Google’s Spotlight Stories is a viewer interactive experience made for the mobile phone user. Oscar winner Patrick Osborne who previously won for Feast is back with Pearl, the Oscar-nominated short following a father and daughter as they experience music while traveling on the road. Osborne says the idea came when he was promoting Feast on the festival circuit, and the creatives of Google Spotlight Stories suggested he make a short story. Rising to the challenge, Pearl was created with Osborne choosing to tell a story about passion being passed on.
I had a quick chat with Oscar nominee, Osborne to talk about Pearl below:
How did the journey of Pearl happen for you?
I took Feast around with Disney, we had gone to some festivals. I met Karen Dufilho-Rosen and Jan Pinkava who are the creatives of Google Spotlight stories, they were taking Glen Keenan’s Duets around and so you get to meet different people. They mentioned it would be cool if I did something like that. That was just the beginning and I thought about what it might be and I looked for stories, any story that I cared about that would be in 360 videos where you’d have a phone that would be used as a window into the world. It started as that. I wanted to be able to cut and edit so the only way to do that was to be in a location that was consistent. The perfect location for that was a car because you can make the location itself move and you could change the lighting and weather. The story came out of, “What can we tell in a car that would be interesting?” I thought about various ideas such as giving the car from one generation to the next and seeing a bunch of owners. I thought about what else you pass on in life other than objects. You pass on passion and talent and exposure. So, that idea of a musical road trip movie with folk music seemed like a fun way to do it. That was the pitch about a father and daughter who go on a road trip while the dad wants to become a musician and is trying but he gives it up, but in that act, he passes on talent without realizing it and she gives it back. That is the briefest of pitches. I walked through a bunch of road trip scenes and I shot some children, and I worked with the production designer and we ended up making it in about 6 months.
We had five or six artists and ten animators. After we finished the creative work, they had to optimize it to work on a phone and the other game engines, and that took another six months.
It’s not just a straight forward short, there’s a lot of technology around it. Is virtual reality something you’ve always wanted to explore?
I always like exploring new things such as The Paperman and with Feast. The technology involved in both of those were forward thinking. I think you come up with very creative solutions to challenges like that. When all the problems are solved it’s not as much fun to make stuff. Then it becomes like numbers and the challenge becomes about numbers. I’d rather the challenge be technical and creative.

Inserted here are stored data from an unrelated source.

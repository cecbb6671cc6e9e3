use crate::types::Geometry;
use diesel::sql_types::Nullable;

diesel::define_sql_function! {
    /// Geometry type name in upper case (`LINESTRING`, `POINTM`).
    #[sql_name = "GeometryType"]
    fn geometry_type(geom: Nullable<Geometry>) -> Nullable<diesel::sql_types::Text>;
}

diesel::define_sql_function! {
    /// Combinatorial boundary of the geometry.
    fn st_boundary(geom: Nullable<Geometry>) -> Nullable<Geometry>;
}

diesel::define_sql_function! {
    /// Topological dimension (0 = point, 1 = line, 2 = area).
    fn st_dimension(geom: Nullable<Geometry>) -> Nullable<diesel::sql_types::Integer>;
}

diesel::define_sql_function! {
    /// Last point of a LineString.
    fn st_endpoint(geom: Nullable<Geometry>) -> Nullable<Geometry>;
}

diesel::define_sql_function! {
    /// Bounding box as a Polygon (or Point/LineString when degenerate).
    fn st_envelope(geom: Nullable<Geometry>) -> Nullable<Geometry>;
}

diesel::define_sql_function! {
    fn st_isempty(geom: Nullable<Geometry>) -> Nullable<diesel::sql_types::Bool>;
}

diesel::define_sql_function! {
    /// Number of sub-geometries; 1 for a non-empty single geometry.
    fn st_numgeometries(geom: Nullable<Geometry>) -> Nullable<diesel::sql_types::Integer>;
}

diesel::define_sql_function! {
    /// Number of points in a LineString.
    fn st_numpoints(geom: Nullable<Geometry>) -> Nullable<diesel::sql_types::Integer>;
}

diesel::define_sql_function! {
    fn st_x(geom: Nullable<Geometry>) -> Nullable<diesel::sql_types::Double>;
}

diesel::define_sql_function! {
    fn st_y(geom: Nullable<Geometry>) -> Nullable<diesel::sql_types::Double>;
}

diesel::define_sql_function! {
    /// Z ordinate of a point; null when the point has no Z.
    fn st_z(geom: Nullable<Geometry>) -> Nullable<diesel::sql_types::Double>;
}

diesel::define_sql_function! {
    /// M ordinate of a point; null when the point has no M.
    fn st_m(geom: Nullable<Geometry>) -> Nullable<diesel::sql_types::Double>;
}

When you see the road trip stories you rarely see father and daughter, at what point was it going to be that relationship rather than two men, or two girls?
I like to factor in my life a little bit. My dad is an artist, and he had to give up doing part of his job and downgraded his career so my brother and I didn’t have to move. A version of Pearl came from there. When you take a version of your life a little, you extract it to a universal place. It became less about the specifics and more about the journey itself. I also wanted to do a male and female duet. It would be interesting if it were mother and son because it could have also been that story. It would be interesting to see what would be different about that.

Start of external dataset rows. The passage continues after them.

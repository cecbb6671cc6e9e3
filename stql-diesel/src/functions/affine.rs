//! Affine transforms. Each binding has a `_text` twin that takes WKT/EWKT.
//!
//! Coefficients follow the PostGIS matrix layout: for [`st_affine`]
//!
//! ```text
//! / a  b  c  x_off \
//! | d  e  f  y_off |
//! | g  h  i  z_off |
//! \ 0  0  0  1     /
//! ```
//!
//! Angles are radians, counter-clockwise.

use super::io::st_geomfromewkt;
use crate::types::Geometry;
use diesel::expression::AsExpression;
use diesel::sql_types::{Double, Nullable, Text};

diesel::define_sql_function! {
    /// Full 3D affine transform.
    fn st_affine(
        geom: Nullable<Geometry>,
        a: Double,
        b: Double,
        c: Double,
        d: Double,
        e: Double,
        f: Double,
        g: Double,
        h: Double,
        i: Double,
        x_off: Double,
        y_off: Double,
        z_off: Double,
    ) -> Nullable<Geometry>;
}

diesel::define_sql_function! {
    /// 2D affine transform; Z is left unchanged.
    #[sql_name = "ST_Affine"]
    fn st_affine_2d(
        geom: Nullable<Geometry>,
        a: Double,
        b: Double,
        d: Double,
        e: Double,
        x_off: Double,
        y_off: Double,
    ) -> Nullable<Geometry>;
}

diesel::define_sql_function! {
    /// Rotate about the origin.
    fn st_rotate(geom: Nullable<Geometry>, angle: Double) -> Nullable<Geometry>;
}

diesel::define_sql_function! {
    /// Rotate about the pivot (`x0`, `y0`).
    #[sql_name = "ST_Rotate"]
    fn st_rotate_xy(geom: Nullable<Geometry>, angle: Double, x0: Double, y0: Double) -> Nullable<Geometry>;
}

diesel::define_sql_function! {
    /// Rotate about a pivot point, for example the centroid.
    #[sql_name = "ST_Rotate"]
    fn st_rotate_origin(
        geom: Nullable<Geometry>,
        angle: Double,
        origin: Nullable<Geometry>,
    ) -> Nullable<Geometry>;
}

diesel::define_sql_function! {
    /// Rotate about the X axis.
    fn st_rotatex(geom: Nullable<Geometry>, angle: Double) -> Nullable<Geometry>;
}

diesel::define_sql_function! {
    /// Rotate about the Y axis.
    fn st_rotatey(geom: Nullable<Geometry>, angle: Double) -> Nullable<Geometry>;
}

diesel::define_sql_function! {
    /// Rotate about the Z axis; same as [`st_rotate`].
    fn st_rotatez(geom: Nullable<Geometry>, angle: Double) -> Nullable<Geometry>;
}

diesel::define_sql_function! {
    /// Scale X and Y; Z is left unchanged.
    fn st_scale(geom: Nullable<Geometry>, x_factor: Double, y_factor: Double) -> Nullable<Geometry>;
}

diesel::define_sql_function! {
    #[sql_name = "ST_Scale"]
    fn st_scale_xyz(
        geom: Nullable<Geometry>,
        x_factor: Double,
        y_factor: Double,
        z_factor: Double,
    ) -> Nullable<Geometry>;
}

diesel::define_sql_function! {
    /// Scale every ordinate by the matching ordinate of `factor` (M included
    /// when `factor` has one).
    #[sql_name = "ST_Scale"]
    fn st_scale_factor(geom: Nullable<Geometry>, factor: Nullable<Geometry>) -> Nullable<Geometry>;
}

diesel::define_sql_function! {
    /// [`st_scale_factor`] about a false origin.
    #[sql_name = "ST_Scale"]
    fn st_scale_origin(
        geom: Nullable<Geometry>,
        factor: Nullable<Geometry>,
        origin: Nullable<Geometry>,
    ) -> Nullable<Geometry>;
}

diesel::define_sql_function! {
    fn st_translate(geom: Nullable<Geometry>, dx: Double, dy: Double) -> Nullable<Geometry>;
}

diesel::define_sql_function! {
    #[sql_name = "ST_Translate"]
    fn st_translate_xyz(geom: Nullable<Geometry>, dx: Double, dy: Double, dz: Double) -> Nullable<Geometry>;
}

diesel::define_sql_function! {
    /// Translate by (`dx`, `dy`) then scale X/Y by (`x_factor`, `y_factor`).
    fn st_transscale(
        geom: Nullable<Geometry>,
        dx: Double,
        dy: Double,
        x_factor: Double,
        y_factor: Double,
    ) -> Nullable<Geometry>;
}

// ── Text overloads ──────────────────────────────────────────────────────────

type FromEwkt<W> = st_geomfromewkt<W>;

#[allow(clippy::too_many_arguments)]
pub fn st_affine_text<W, A, B, C, D, E, F, G, H, I, XO, YO, ZO>(
    wkt: W,
    a: A,
    b: B,
    c: C,
    d: D,
    e: E,
    f: F,
    g: G,
    h: H,
    i: I,
    x_off: XO,
    y_off: YO,
    z_off: ZO,
) -> st_affine<FromEwkt<W>, A, B, C, D, E, F, G, H, I, XO, YO, ZO>
where
    W: AsExpression<Text>,
    A: AsExpression<Double>,
    B: AsExpression<Double>,
    C: AsExpression<Double>,
    D: AsExpression<Double>,
    E: AsExpression<Double>,
    F: AsExpression<Double>,
    G: AsExpression<Double>,
    H: AsExpression<Double>,
    I: AsExpression<Double>,
    XO: AsExpression<Double>,
    YO: AsExpression<Double>,
    ZO: AsExpression<Double>,
{
    st_affine(
        st_geomfromewkt(wkt),
        a,
        b,
        c,
        d,
        e,
        f,
        g,
        h,
        i,
        x_off,
        y_off,
        z_off,
    )
}

pub fn st_affine_2d_text<W, A, B, D, E, XO, YO>(
    wkt: W,
    a: A,
    b: B,
    d: D,
    e: E,
    x_off: XO,
    y_off: YO,
) -> st_affine_2d<FromEwkt<W>, A, B, D, E, XO, YO>
where
    W: AsExpression<Text>,
    A: AsExpression<Double>,
    B: AsExpression<Double>,
    D: AsExpression<Double>,
    E: AsExpression<Double>,
    XO: AsExpression<Double>,
    YO: AsExpression<Double>,
{
    st_affine_2d(st_geomfromewkt(wkt), a, b, d, e, x_off, y_off)
}

pub fn st_rotate_text<W, R>(wkt: W, angle: R) -> st_rotate<FromEwkt<W>, R>
where
    W: AsExpression<Text>,
    R: AsExpression<Double>,
{
    st_rotate(st_geomfromewkt(wkt), angle)
}

pub fn st_rotate_xy_text<W, R, X, Y>(wkt: W, angle: R, x0: X, y0: Y) -> st_rotate_xy<FromEwkt<W>, R, X, Y>
where
    W: AsExpression<Text>,
    R: AsExpression<Double>,
    X: AsExpression<Double>,
    Y: AsExpression<Double>,
{
    st_rotate_xy(st_geomfromewkt(wkt), angle, x0, y0)
}

pub fn st_rotate_origin_text<W, R, O>(wkt: W, angle: R, origin: O) -> st_rotate_origin<FromEwkt<W>, R, O>
where
    W: AsExpression<Text>,
    R: AsExpression<Double>,
    O: AsExpression<Nullable<Geometry>>,
{
    st_rotate_origin(st_geomfromewkt(wkt), angle, origin)
}

pub fn st_rotatex_text<W, R>(wkt: W, angle: R) -> st_rotatex<FromEwkt<W>, R>
where
    W: AsExpression<Text>,
    R: AsExpression<Double>,
{
    st_rotatex(st_geomfromewkt(wkt), angle)
}

pub fn st_rotatey_text<W, R>(wkt: W, angle: R) -> st_rotatey<FromEwkt<W>, R>
where
    W: AsExpression<Text>,
    R: AsExpression<Double>,
{
    st_rotatey(st_geomfromewkt(wkt), angle)
}

pub fn st_rotatez_text<W, R>(wkt: W, angle: R) -> st_rotatez<FromEwkt<W>, R>
where
    W: AsExpression<Text>,
    R: AsExpression<Double>,
{
    st_rotatez(st_geomfromewkt(wkt), angle)
}

pub fn st_scale_text<W, X, Y>(wkt: W, x_factor: X, y_factor: Y) -> st_scale<FromEwkt<W>, X, Y>
where
    W: AsExpression<Text>,
    X: AsExpression<Double>,
    Y: AsExpression<Double>,
{
    st_scale(st_geomfromewkt(wkt), x_factor, y_factor)
}

pub fn st_scale_xyz_text<W, X, Y, Z>(
    wkt: W,
    x_factor: X,
    y_factor: Y,
    z_factor: Z,
) -> st_scale_xyz<FromEwkt<W>, X, Y, Z>
where
    W: AsExpression<Text>,
    X: AsExpression<Double>,
    Y: AsExpression<Double>,
    Z: AsExpression<Double>,
{
    st_scale_xyz(st_geomfromewkt(wkt), x_factor, y_factor, z_factor)
}

pub fn st_scale_factor_text<W, P>(wkt: W, factor: P) -> st_scale_factor<FromEwkt<W>, P>
where
    W: AsExpression<Text>,
    P: AsExpression<Nullable<Geometry>>,
{
    st_scale_factor(st_geomfromewkt(wkt), factor)
}

pub fn st_scale_origin_text<W, P, O>(wkt: W, factor: P, origin: O) -> st_scale_origin<FromEwkt<W>, P, O>
where
    W: AsExpression<Text>,
    P: AsExpression<Nullable<Geometry>>,
    O: AsExpression<Nullable<Geometry>>,
{
    st_scale_origin(st_geomfromewkt(wkt), factor, origin)
}

pub fn st_translate_text<W, X, Y>(wkt: W, dx: X, dy: Y) -> st_translate<FromEwkt<W>, X, Y>
where
    W: AsExpression<Text>,
    X: AsExpression<Double>,
    Y: AsExpression<Double>,
{
    st_translate(st_geomfromewkt(wkt), dx, dy)
}

pub fn st_translate_xyz_text<W, X, Y, Z>(wkt: W, dx: X, dy: Y, dz: Z) -> st_translate_xyz<FromEwkt<W>, X, Y, Z>
where
    W: AsExpression<Text>,
    X: AsExpression<Double>,
    Y: AsExpression<Double>,
    Z: AsExpression<Double>,
{
    st_translate_xyz(st_geomfromewkt(wkt), dx, dy, dz)
}

pub fn st_transscale_text<W, X, Y, XF, YF>(
    wkt: W,
    dx: X,
    dy: Y,
    x_factor: XF,
    y_factor: YF,
) -> st_transscale<FromEwkt<W>, X, Y, XF, YF>
where
    W: AsExpression<Text>,
    X: AsExpression<Double>,
    Y: AsExpression<Double>,
    XF: AsExpression<Double>,
    YF: AsExpression<Double>,
{
    st_transscale(st_geomfromewkt(wkt), dx, dy, x_factor, y_factor)
}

You blend music in every scene.Talk about sound mixing.
I sent the artwork in a brief description about what the short would be to a recording company in San Francisco. They sent a demo request to a bunch of artists they knew and we ended up with ten demos of rock songs. I went and chose one blind, I didn’t know who wrote it. We chose and we crafted the story after that.
There were twelve verses and we found the ones that felt that they could be sung by the right voices. The singers did other demos and it actually ended up being recorded in San Francisco in a car itself with a microphone. The singer was sitting in the front seat of the car with the window, and the door opened or closed depending on the scene. The song was sung at least ten different ways. Outside the car, inside, in the back seat just to make the audio bounce correctly. You can tell when the audio is done right in 360. It’s a complicated task.
How long did it take from inception to completion?
I met them about a year before I agreed to do it. The first pitch was in November and we started in April. It was all about getting it to happen quickly once I decided to do it. I wasn’t sure I was going to leave the studio yet because you can’t do it when you’re working.
What’s next for technology in this field and making art?
I like the idea of making art in VR. Since we finished making the film a lot more tools have come out which would have made it easier. A lot of these VR tools were ones we didn’t have. I’ve been putting VR into my process of other things such as feature animation, and we’re using it to design in ways we’ve never had to do so before.
I hear you’re a gamer. What are some of your favorite games?
Now with VR, I love all the creative stuff. I’ve always been a Battlefield first person shooter. I like games where I don’t have to spend days getting into. I like the idea of being able to play for ten minutes, it’s done and you can leave. I don’t have 40 hours a week to put into it. I’m a first person shooter gamer.
You won an Oscar for Feast. What’s it like this time around?
I never thought I’d be nominated once. To be nominated twice is crazy. It’s definitely cool to know some moments about what goes on behind the scenes. The first time it goes by really quickly. Now, the only thing I’m nervous about — I’m not nervous about winning or not; the other shorts are great — but I’m more nervous about having to speak. That’s what strikes me the most. That’s the terrifying part.